WHAT YOU HAVE TO DO
In the data below, find the line that contains "repository 1e44df30a42781df" and the line that contains "a progress row.". Copy both, plus every line between them, exactly.

DATASET CONTENT
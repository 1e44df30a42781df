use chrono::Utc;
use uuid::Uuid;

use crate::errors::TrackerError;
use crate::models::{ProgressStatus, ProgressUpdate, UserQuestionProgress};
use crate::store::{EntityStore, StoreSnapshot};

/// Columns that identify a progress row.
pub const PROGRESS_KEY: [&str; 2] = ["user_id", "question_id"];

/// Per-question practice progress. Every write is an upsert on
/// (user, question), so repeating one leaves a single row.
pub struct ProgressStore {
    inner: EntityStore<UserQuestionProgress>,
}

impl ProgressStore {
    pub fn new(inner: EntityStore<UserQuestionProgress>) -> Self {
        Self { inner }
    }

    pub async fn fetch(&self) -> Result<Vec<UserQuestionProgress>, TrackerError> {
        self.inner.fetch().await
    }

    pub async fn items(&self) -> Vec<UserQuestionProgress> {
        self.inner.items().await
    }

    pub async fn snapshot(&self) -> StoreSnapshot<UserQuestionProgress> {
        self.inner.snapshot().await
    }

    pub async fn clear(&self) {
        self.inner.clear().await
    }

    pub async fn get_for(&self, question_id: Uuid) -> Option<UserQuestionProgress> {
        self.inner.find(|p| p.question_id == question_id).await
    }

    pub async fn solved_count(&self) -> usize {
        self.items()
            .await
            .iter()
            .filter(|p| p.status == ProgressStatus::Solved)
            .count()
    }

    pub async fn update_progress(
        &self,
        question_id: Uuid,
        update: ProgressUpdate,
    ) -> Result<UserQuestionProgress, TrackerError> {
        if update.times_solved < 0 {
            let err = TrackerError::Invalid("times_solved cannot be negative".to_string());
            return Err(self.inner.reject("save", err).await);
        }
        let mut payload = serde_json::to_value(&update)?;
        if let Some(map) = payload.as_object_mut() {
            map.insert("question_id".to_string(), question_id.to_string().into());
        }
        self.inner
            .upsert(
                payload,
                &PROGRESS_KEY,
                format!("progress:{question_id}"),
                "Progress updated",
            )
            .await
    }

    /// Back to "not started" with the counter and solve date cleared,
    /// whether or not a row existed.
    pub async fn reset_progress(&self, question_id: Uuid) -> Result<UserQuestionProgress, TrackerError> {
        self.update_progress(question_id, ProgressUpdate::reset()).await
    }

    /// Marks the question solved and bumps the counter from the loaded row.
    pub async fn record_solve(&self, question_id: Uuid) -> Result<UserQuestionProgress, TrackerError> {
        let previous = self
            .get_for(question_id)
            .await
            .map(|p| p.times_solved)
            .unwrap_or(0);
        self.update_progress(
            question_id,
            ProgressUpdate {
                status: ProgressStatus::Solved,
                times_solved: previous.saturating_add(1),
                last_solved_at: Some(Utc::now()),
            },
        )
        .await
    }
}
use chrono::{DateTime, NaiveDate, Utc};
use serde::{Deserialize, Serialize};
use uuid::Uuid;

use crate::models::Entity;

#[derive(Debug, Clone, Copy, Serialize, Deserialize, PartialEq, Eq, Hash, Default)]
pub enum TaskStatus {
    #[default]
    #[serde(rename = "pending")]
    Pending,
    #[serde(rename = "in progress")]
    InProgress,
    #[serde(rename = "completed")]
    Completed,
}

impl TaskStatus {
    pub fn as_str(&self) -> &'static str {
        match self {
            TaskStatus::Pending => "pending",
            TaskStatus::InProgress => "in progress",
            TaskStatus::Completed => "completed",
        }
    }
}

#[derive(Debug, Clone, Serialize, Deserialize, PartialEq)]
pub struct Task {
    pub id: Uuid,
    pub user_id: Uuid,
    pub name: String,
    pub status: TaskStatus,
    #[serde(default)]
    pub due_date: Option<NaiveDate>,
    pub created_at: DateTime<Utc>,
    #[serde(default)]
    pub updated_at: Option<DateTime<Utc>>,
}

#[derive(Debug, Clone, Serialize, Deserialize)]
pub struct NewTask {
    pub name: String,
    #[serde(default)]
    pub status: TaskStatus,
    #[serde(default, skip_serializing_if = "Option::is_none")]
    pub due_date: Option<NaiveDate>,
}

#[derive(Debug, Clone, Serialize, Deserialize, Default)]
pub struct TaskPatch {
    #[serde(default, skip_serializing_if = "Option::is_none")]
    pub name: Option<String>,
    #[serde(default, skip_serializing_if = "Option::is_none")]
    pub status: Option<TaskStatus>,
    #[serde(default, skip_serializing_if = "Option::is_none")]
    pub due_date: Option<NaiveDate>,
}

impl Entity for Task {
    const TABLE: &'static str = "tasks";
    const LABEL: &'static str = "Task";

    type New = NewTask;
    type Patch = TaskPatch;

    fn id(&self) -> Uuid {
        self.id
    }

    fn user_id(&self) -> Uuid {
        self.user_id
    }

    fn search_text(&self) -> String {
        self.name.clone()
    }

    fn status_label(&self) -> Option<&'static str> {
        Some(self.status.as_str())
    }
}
* * *
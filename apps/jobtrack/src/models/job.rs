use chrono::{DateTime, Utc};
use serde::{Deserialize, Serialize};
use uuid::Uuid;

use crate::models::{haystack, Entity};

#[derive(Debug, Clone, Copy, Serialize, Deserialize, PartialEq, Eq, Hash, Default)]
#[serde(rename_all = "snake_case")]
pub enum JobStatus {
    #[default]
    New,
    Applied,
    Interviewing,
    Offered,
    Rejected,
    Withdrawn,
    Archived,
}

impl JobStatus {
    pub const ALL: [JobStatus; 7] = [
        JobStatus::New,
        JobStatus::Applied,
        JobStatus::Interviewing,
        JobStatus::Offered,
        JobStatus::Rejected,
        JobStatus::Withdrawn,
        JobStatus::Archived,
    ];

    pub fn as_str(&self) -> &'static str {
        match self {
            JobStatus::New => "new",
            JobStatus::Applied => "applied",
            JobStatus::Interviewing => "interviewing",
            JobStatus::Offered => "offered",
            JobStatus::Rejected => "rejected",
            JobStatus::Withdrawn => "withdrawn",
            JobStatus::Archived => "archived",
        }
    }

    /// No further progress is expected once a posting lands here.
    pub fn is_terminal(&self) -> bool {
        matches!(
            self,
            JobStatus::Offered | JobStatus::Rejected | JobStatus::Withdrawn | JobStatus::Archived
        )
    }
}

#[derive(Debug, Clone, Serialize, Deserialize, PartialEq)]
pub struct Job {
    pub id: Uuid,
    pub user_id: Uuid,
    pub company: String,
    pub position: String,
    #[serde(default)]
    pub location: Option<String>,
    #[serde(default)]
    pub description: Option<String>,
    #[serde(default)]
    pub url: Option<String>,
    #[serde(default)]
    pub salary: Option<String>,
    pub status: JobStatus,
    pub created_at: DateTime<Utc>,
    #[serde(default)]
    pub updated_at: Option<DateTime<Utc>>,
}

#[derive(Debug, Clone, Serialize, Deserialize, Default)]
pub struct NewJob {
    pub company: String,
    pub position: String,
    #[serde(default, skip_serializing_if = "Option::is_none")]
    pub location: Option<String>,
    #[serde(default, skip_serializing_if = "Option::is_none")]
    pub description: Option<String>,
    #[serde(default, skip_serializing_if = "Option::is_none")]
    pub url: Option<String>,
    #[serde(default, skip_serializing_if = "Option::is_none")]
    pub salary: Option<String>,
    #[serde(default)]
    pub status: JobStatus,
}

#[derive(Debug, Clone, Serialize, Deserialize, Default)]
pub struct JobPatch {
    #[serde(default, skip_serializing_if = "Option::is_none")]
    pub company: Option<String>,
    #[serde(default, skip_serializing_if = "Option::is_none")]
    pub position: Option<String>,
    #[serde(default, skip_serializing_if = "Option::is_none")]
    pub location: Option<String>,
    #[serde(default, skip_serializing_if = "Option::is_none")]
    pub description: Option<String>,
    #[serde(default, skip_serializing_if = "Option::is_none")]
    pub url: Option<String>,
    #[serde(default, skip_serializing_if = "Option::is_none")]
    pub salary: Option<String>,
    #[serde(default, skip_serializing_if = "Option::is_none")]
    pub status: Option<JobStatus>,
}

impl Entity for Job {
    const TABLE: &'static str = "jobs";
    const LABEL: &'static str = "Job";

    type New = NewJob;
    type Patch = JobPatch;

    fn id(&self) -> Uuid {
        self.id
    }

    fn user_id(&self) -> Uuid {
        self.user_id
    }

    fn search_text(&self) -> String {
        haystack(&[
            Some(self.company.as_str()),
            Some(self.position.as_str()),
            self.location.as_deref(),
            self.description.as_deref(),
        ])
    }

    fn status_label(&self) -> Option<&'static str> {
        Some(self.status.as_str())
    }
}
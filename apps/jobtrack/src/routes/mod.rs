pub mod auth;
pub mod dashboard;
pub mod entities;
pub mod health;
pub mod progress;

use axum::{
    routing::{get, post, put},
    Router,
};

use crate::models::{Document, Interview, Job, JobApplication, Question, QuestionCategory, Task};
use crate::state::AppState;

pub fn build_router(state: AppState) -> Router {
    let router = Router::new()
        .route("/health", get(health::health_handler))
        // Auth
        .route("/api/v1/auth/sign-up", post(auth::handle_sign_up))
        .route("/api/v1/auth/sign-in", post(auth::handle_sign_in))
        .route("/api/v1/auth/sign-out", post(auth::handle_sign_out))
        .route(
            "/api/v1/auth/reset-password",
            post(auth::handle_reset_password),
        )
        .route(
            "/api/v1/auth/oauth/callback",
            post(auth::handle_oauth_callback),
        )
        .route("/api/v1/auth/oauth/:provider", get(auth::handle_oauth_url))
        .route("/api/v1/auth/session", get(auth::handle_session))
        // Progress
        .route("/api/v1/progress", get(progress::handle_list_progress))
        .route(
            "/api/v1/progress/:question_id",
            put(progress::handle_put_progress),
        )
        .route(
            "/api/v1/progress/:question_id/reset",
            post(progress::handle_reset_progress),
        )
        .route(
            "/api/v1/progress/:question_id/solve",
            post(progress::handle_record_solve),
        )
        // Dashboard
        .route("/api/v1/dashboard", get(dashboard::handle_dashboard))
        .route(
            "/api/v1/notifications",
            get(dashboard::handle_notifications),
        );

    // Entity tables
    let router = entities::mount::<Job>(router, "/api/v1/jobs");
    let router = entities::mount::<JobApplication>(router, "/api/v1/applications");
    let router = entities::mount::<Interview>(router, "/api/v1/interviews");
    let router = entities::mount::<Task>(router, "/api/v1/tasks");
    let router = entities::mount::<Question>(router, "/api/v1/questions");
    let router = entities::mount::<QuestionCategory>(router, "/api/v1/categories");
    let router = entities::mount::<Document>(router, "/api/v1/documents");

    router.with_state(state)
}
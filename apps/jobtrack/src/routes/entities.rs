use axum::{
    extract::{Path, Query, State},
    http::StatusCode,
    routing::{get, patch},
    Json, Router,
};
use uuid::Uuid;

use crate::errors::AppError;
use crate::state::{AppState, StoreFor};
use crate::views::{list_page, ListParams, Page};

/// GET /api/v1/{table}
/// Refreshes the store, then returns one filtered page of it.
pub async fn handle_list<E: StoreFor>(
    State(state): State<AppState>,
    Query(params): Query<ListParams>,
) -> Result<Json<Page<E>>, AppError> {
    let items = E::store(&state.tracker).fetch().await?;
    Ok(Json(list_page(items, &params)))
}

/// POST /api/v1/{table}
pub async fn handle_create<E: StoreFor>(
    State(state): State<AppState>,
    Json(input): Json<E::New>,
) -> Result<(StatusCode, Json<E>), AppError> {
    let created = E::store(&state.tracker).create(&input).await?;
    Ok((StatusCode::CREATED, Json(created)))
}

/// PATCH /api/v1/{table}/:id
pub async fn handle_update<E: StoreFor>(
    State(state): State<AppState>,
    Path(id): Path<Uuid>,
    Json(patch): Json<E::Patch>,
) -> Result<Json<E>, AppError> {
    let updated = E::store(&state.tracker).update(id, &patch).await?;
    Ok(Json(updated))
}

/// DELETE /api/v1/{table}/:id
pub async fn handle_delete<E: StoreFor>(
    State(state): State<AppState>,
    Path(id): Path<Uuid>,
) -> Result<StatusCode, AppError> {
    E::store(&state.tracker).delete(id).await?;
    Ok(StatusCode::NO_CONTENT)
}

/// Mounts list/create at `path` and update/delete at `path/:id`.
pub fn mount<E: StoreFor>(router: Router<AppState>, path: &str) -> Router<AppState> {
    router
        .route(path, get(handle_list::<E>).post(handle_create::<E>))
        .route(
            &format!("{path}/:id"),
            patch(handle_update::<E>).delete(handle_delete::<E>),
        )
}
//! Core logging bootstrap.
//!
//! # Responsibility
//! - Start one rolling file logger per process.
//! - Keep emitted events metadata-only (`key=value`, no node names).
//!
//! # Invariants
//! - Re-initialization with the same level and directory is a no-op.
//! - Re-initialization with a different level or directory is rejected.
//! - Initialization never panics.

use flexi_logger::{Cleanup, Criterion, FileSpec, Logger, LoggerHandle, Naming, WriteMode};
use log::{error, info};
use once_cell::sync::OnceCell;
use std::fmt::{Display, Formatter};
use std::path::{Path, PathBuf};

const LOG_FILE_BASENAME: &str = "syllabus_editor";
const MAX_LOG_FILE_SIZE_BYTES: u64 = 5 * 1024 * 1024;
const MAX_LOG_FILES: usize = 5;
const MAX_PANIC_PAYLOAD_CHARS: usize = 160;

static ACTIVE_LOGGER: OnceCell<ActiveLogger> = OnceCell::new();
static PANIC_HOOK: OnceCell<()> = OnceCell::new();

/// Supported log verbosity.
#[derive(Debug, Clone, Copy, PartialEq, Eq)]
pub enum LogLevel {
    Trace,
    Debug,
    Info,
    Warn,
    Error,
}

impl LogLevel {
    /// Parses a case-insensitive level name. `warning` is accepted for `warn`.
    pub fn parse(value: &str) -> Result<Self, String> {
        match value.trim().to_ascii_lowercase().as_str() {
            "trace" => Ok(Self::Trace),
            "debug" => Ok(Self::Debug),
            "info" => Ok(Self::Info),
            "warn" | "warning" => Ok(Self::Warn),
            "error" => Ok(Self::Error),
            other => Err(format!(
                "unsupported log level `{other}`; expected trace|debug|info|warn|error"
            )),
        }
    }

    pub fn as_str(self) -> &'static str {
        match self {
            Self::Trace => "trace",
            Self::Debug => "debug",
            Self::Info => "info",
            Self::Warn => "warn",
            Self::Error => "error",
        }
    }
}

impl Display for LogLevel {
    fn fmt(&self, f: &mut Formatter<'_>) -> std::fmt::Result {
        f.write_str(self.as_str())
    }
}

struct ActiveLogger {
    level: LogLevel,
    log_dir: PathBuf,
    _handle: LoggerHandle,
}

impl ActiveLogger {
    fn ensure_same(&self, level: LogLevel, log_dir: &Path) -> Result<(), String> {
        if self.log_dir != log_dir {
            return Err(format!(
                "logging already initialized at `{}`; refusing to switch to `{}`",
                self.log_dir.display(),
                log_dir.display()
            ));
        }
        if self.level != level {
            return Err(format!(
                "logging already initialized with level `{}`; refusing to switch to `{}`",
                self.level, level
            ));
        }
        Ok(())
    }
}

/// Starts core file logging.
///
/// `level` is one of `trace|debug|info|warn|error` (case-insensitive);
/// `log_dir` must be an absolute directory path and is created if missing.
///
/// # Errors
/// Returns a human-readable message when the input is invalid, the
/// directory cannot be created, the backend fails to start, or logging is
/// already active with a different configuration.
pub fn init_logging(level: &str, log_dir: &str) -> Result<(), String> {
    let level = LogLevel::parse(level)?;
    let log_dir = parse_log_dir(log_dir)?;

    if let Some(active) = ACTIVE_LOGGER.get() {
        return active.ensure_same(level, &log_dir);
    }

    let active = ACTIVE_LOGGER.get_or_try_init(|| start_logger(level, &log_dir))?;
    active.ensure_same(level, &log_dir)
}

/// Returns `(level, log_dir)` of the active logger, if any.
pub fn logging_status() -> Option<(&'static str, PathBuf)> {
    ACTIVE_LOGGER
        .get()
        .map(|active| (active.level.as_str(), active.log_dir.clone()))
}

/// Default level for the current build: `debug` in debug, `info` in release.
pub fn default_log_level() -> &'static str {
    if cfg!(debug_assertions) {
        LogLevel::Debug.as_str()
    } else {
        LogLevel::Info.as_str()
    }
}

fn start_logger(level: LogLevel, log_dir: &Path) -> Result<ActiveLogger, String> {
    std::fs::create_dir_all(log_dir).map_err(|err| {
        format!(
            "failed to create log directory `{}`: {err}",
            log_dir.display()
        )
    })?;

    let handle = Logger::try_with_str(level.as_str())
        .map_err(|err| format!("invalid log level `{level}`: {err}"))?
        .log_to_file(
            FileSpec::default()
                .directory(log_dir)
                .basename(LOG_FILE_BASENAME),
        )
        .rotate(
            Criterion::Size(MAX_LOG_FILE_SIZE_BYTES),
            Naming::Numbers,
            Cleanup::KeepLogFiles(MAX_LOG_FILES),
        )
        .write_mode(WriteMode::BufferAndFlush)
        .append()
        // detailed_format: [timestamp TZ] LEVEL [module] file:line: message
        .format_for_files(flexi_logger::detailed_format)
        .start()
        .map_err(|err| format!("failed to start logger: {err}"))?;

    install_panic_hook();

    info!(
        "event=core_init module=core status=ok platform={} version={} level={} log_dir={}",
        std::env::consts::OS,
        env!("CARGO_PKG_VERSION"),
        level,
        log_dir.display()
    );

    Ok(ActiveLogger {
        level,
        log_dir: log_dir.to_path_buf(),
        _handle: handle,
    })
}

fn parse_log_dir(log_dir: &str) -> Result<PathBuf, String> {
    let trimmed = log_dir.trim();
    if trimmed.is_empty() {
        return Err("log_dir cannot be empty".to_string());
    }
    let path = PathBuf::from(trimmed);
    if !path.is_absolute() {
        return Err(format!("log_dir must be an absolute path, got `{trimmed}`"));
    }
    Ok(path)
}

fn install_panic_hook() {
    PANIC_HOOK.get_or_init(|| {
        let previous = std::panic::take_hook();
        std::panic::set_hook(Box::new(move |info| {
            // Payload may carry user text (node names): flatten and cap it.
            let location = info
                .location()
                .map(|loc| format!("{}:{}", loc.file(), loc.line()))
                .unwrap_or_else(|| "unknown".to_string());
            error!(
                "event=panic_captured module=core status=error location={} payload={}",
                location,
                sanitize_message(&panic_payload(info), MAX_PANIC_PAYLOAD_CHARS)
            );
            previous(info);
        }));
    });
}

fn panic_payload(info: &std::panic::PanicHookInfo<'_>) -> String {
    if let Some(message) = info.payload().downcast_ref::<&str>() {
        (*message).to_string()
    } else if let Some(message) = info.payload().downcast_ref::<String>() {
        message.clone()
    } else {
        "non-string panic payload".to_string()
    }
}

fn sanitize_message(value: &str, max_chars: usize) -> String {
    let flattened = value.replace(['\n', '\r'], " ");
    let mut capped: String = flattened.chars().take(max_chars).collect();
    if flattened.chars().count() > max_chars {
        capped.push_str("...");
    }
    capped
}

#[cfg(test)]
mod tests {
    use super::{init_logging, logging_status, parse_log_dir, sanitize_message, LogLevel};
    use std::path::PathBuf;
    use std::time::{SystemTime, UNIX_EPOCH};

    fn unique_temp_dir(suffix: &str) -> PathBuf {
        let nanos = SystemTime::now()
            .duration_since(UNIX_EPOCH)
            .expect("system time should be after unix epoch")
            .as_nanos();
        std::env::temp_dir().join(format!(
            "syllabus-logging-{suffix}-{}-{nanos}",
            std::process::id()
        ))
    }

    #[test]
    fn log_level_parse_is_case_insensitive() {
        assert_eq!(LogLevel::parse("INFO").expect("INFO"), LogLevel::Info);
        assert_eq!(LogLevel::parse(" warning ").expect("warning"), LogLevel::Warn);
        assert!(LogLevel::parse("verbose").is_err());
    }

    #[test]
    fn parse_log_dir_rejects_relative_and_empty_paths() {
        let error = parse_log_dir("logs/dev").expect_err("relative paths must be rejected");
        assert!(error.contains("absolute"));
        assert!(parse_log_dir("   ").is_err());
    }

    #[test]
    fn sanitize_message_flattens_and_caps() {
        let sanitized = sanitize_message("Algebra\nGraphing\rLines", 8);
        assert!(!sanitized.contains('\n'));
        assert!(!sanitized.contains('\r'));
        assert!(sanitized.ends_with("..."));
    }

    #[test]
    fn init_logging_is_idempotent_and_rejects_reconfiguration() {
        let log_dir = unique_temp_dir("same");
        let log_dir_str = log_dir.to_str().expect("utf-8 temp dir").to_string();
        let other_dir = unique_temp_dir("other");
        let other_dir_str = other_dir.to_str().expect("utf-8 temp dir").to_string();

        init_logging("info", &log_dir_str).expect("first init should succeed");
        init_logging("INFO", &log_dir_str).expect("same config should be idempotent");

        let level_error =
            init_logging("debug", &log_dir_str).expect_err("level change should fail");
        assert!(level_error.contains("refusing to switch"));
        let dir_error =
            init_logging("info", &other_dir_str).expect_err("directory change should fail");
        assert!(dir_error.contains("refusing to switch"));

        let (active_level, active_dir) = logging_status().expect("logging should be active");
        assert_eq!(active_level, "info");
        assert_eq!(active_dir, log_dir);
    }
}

COMPLETED EXERCISE
repository 1e44df30a42781df
use chrono::Utc;
use uuid::Uuid;

use crate::errors::TrackerError;
use crate::models::{ProgressStatus, ProgressUpdate, UserQuestionProgress};
use crate::store::{EntityStore, StoreSnapshot};

/// Columns that identify a progress row.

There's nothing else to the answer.